= Beginning of Section =
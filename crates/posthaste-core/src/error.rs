//! Error types for state decisions and parsing.

use thiserror::Error;

use crate::keyword::Keyword;
use crate::span::Span;

/// A state's refusal to decide on the text it was given.
#[derive(Debug, Clone, PartialEq, Eq, Error)]
pub enum StateError {
    /// The statement type is recognized but has no state yet.
    #[error("{keyword} statements are not supported yet")]
    Unsupported {
        /// The keyword that opened the statement.
        keyword: Keyword,
    },

    /// The text cannot appear at this position.
    #[error("invalid input: {reason}")]
    Rejected {
        /// Why the text was rejected.
        reason: String,
    },
}

/// An error that aborts a parse.
#[derive(Debug, Clone, PartialEq, Eq, Error)]
pub enum ParseError {
    /// The input opens a statement type that is not supported.
    #[error("{keyword} statements are not supported yet (at character {cursor}, bytes {}..{})", .span.start, .span.end)]
    Unsupported {
        /// The keyword that opened the statement.
        keyword: Keyword,
        /// The buffered text that was being decided on.
        span: Span,
        /// Characters consumed when the error was raised.
        cursor: usize,
    },

    /// A state rejected the input.
    #[error("invalid input at character {cursor}: {reason}")]
    InvalidInput {
        /// Why the text was rejected.
        reason: String,
        /// The buffered text that was being decided on.
        span: Span,
        /// Characters consumed when the error was raised.
        cursor: usize,
    },
}

impl ParseError {
    /// Attaches a position to a state error.
    #[must_use]
    pub fn at(source: StateError, span: Span, cursor: usize) -> Self {
        match source {
            StateError::Unsupported { keyword } => Self::Unsupported {
                keyword,
                span,
                cursor,
            },
            StateError::Rejected { reason } => Self::InvalidInput {
                reason,
                span,
                cursor,
            },
        }
    }

    /// The buffered text the failing decision was made on.
    #[must_use]
    pub const fn span(&self) -> Span {
        match self {
            Self::Unsupported { span, .. } | Self::InvalidInput { span, .. } => *span,
        }
    }

    /// Characters consumed when the error was raised.
    #[must_use]
    pub const fn cursor(&self) -> usize {
        match self {
            Self::Unsupported { cursor, .. } | Self::InvalidInput { cursor, .. } => *cursor,
        }
    }
}

/// Result type for parsing operations.
pub type Result<T> = std::result::Result<T, ParseError>;
//! # posthaste-core
//!
//! An incremental, character-at-a-time SQL lexer.
//!
//! The parser keeps a stack of nested contexts ("inside a SELECT list",
//! "inside a FROM section") and, after every character, asks the innermost
//! context whether its span has ended. A one-character lookahead lets a
//! context see its own boundary without taking that character away from the
//! next context.
//!
//! ```rust
//! use posthaste_core::{SqlParser, State};
//!
//! let mut parser = SqlParser::new("SELECT foo FROM bar");
//!
//! parser.read_n(7)?; // "SELECT "
//! assert_eq!(parser.current_state(), State::Select);
//! assert_eq!(parser.buffer(), "");
//!
//! parser.read_to_end()?;
//! assert_eq!(parser.current_state(), State::From);
//! assert_eq!(parser.buffer(), "bar");
//!
//! // Each transition records the text it committed.
//! let committed: Vec<&str> = parser
//!     .transitions()
//!     .iter()
//!     .filter_map(|t| t.span.slice(parser.sql()))
//!     .collect();
//! assert_eq!(committed, ["SELECT ", "foo ", "FROM "]);
//! # Ok::<(), posthaste_core::ParseError>(())
//! ```
//!
//! Recognized keywords must be upper case, start the buffer, and be followed
//! by whitespace. `INSERT` and `UPDATE` are recognized but rejected with
//! [`ParseError::Unsupported`].

pub mod engine;
pub mod error;
pub mod keyword;
pub mod reader;
pub mod span;
pub mod state;

pub use engine::{SqlParser, TransitionEvent};
pub use error::{ParseError, Result, StateError};
pub use keyword::Keyword;
pub use reader::LookaheadReader;
pub use span::Span;
pub use state::{Decision, State, StateKind, StateStack, Transition, TransitionKind};
//! Property tests over arbitrary input.

use posthaste_core::SqlParser;
use proptest::prelude::*;

/// Text without the reserved INSERT/UPDATE keywords, so parsing never fails.
fn sql_like() -> impl Strategy<Value = String> {
    prop_oneof![
        "[a-z_ ,\t\n]{0,40}",
        prop::collection::vec(
            prop_oneof![
                Just("SELECT "),
                Just("FROM "),
                Just("foo"),
                Just("bar"),
                Just(", "),
                Just(" "),
                Just("é"),
            ],
            0..12
        )
        .prop_map(|parts| parts.concat()),
    ]
}

proptest! {
    #![proptest_config(ProptestConfig::with_cases(256))]

    #[test]
    fn prop_cursor_counts_reads(sql in sql_like()) {
        let mut parser = SqlParser::new(&sql);
        let mut reads = 0;
        while parser.read().unwrap() {
            reads += 1;
            prop_assert_eq!(parser.cursor(), reads);
        }
        prop_assert_eq!(reads, sql.chars().count());
        prop_assert!(parser.is_at_end());
    }

    #[test]
    fn prop_buffer_grows_by_one_or_resets(sql in sql_like()) {
        let mut parser = SqlParser::new(&sql);
        let mut transitions = 0;
        let mut previous_len = 0;
        while parser.read().unwrap() {
            let len = parser.buffer().chars().count();
            if parser.transitions().len() > transitions {
                transitions = parser.transitions().len();
                prop_assert_eq!(len, 0);
            } else {
                prop_assert_eq!(len, previous_len + 1);
            }
            previous_len = len;
        }
    }

    #[test]
    fn prop_spans_tile_the_input(sql in sql_like()) {
        let mut parser = SqlParser::new(&sql);
        parser.read_to_end().unwrap();
        let mut end = 0;
        for event in parser.transitions() {
            prop_assert_eq!(event.span.start, end);
            prop_assert!(!event.span.is_empty());
            end = event.span.end;
        }
        prop_assert_eq!(&sql[end..], parser.buffer());
    }

    #[test]
    fn prop_read_after_end_is_idempotent(sql in sql_like(), extra in 1usize..5) {
        let mut parser = SqlParser::new(&sql);
        parser.read_to_end().unwrap();
        let stack = parser.state_stack().clone();
        let buffer = parser.buffer().to_owned();
        let cursor = parser.cursor();
        for _ in 0..extra {
            prop_assert_eq!(parser.read(), Ok(false));
        }
        prop_assert_eq!(parser.state_stack(), &stack);
        prop_assert_eq!(parser.buffer(), buffer);
        prop_assert_eq!(parser.cursor(), cursor);
    }
}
= End of Section =
**What is being asked**
Look through the data above for the word "enum". Report each line where it occurs.

**Solution for this problem**
pub enum StateError {
pub enum ParseError {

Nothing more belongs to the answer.